■ **About this exercise**
From the entries that follow, copy exactly the lines beginning at the line holding "filename src/utils/disk.rs" and continuing through the line holding "if self.total >".

■ **Source records**
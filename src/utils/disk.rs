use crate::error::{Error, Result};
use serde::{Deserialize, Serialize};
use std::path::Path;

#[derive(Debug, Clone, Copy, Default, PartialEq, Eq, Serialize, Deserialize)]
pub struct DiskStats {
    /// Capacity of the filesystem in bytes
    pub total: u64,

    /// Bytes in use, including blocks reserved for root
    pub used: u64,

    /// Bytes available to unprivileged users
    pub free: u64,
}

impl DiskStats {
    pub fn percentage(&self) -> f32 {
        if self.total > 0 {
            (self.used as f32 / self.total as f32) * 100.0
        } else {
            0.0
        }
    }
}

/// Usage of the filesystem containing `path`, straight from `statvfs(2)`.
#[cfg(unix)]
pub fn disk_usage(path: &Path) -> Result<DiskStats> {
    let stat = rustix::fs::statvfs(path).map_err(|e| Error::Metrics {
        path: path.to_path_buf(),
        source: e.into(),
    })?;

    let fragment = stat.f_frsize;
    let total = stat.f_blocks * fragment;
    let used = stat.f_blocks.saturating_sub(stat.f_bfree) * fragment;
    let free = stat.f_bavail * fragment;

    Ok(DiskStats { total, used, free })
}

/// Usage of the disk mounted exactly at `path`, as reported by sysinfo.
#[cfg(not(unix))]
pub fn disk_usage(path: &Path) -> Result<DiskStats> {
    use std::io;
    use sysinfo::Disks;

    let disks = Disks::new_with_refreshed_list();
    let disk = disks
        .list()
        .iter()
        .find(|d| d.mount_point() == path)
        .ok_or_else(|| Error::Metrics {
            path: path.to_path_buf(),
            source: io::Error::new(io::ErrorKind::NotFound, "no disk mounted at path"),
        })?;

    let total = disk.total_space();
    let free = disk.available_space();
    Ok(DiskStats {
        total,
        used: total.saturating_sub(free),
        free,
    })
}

---

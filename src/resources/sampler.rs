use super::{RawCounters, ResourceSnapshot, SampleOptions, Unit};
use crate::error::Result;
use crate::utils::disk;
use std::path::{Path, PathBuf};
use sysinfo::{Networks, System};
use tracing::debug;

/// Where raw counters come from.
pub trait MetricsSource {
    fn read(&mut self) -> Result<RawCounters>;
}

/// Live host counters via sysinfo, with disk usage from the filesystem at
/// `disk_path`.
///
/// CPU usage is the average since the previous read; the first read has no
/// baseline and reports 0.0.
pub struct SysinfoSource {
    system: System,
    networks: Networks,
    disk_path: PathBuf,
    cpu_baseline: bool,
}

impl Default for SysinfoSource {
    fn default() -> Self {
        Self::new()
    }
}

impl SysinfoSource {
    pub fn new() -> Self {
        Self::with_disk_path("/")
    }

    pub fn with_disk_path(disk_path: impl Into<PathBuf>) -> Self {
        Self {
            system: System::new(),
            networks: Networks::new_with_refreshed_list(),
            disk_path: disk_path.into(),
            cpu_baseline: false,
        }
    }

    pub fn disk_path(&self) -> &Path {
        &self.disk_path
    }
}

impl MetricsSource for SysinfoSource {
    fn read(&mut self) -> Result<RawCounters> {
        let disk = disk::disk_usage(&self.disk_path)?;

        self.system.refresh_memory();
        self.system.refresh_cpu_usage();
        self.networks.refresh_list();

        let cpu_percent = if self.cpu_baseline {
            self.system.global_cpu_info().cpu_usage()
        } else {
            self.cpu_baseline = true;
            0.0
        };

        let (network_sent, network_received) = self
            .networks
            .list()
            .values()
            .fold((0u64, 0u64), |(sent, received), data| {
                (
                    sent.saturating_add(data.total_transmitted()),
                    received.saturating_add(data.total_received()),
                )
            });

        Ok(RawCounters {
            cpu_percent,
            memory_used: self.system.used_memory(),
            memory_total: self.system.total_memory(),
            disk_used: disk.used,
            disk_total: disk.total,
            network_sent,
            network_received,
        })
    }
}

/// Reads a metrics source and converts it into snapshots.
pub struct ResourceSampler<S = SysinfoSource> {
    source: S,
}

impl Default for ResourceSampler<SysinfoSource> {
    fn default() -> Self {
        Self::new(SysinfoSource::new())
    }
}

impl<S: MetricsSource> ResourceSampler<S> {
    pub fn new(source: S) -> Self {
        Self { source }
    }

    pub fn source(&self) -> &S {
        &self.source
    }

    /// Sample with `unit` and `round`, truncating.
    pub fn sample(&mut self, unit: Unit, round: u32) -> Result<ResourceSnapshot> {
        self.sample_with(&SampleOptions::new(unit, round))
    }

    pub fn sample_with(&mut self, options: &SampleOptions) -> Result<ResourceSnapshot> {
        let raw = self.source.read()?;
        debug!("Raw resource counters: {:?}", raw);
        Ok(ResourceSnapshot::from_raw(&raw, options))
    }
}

■ **Solution for this exercise**
filename src/utils/disk.rs
use crate::error::{Error, Result};
use serde::{Deserialize, Serialize};
use std::path::Path;

#[derive(Debug, Clone, Copy, Default, PartialEq, Eq, Serialize, Deserialize)]
pub struct DiskStats {
    /// Capacity of the filesystem in bytes
    pub total: u64,

    /// Bytes in use, including blocks reserved for root
    pub used: u64,

    /// Bytes available to unprivileged users
    pub free: u64,
}

impl DiskStats {
    pub fn percentage(&self) -> f32 {
        if self.total > 0 {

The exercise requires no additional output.